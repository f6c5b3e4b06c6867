//! Signed transaction handed from a builder to a sender

use solana_sdk::{hash::Hash, pubkey::Pubkey, signature::Signature, transaction::VersionedTransaction};

use super::routing::SwapRoute;
use super::BuilderKind;
use crate::compat;

/// A signed transaction plus what it was built against.
///
/// Owned by the pipeline run that built it.
#[derive(Debug, Clone)]
pub struct BuiltTransaction {
    pub transaction: VersionedTransaction,
    /// Blockhash embedded in the message
    pub blockhash: Hash,
    /// Known when the blockhash came from our cache or the service reported it
    pub last_valid_block_height: Option<u64>,
    pub route: SwapRoute,
    pub strategy: BuilderKind,
}

impl BuiltTransaction {
    pub fn new(
        transaction: VersionedTransaction,
        last_valid_block_height: Option<u64>,
        route: SwapRoute,
        strategy: BuilderKind,
    ) -> Self {
        let blockhash = compat::get_recent_blockhash(&transaction.message);
        Self {
            transaction,
            blockhash,
            last_valid_block_height,
            route,
            strategy,
        }
    }

    /// Fee payer signature, known before submission
    pub fn signature(&self) -> Option<Signature> {
        compat::first_signature(&self.transaction)
    }

    pub fn required_signers(&self) -> Vec<Pubkey> {
        compat::get_required_signers(&self.transaction.message).to_vec()
    }
}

WHAT IS REQUIRED: The complete set of entries above must be reproduced verbatim.

PROBLEM SOLUTION:
repository f6c5b3e4b06c6867
//! Signed transaction handed from a builder to a sender

use solana_sdk::{hash::Hash, pubkey::Pubkey, signature::Signature, transaction::VersionedTransaction};

use super::routing::SwapRoute;
use super::BuilderKind;
use crate::compat;

/// A signed transaction plus what it was built against.
///
/// Owned by the pipeline run that built it.
#[derive(Debug, Clone)]
pub struct BuiltTransaction {
    pub transaction: VersionedTransaction,
    /// Blockhash embedded in the message
    pub blockhash: Hash,
    /// Known when the blockhash came from our cache or the service reported it
    pub last_valid_block_height: Option<u64>,
    pub route: SwapRoute,
    pub strategy: BuilderKind,
}

impl BuiltTransaction {
    pub fn new(
        transaction: VersionedTransaction,
        last_valid_block_height: Option<u64>,
        route: SwapRoute,
        strategy: BuilderKind,
    ) -> Self {
        let blockhash = compat::get_recent_blockhash(&transaction.message);
        Self {
            transaction,
            blockhash,
            last_valid_block_height,
            route,
            strategy,
        }
    }

    /// Fee payer signature, known before submission
    pub fn signature(&self) -> Option<Signature> {
        compat::first_signature(&self.transaction)
    }

    pub fn required_signers(&self) -> Vec<Pubkey> {
        compat::get_required_signers(&self.transaction.message).to_vec()
    }
}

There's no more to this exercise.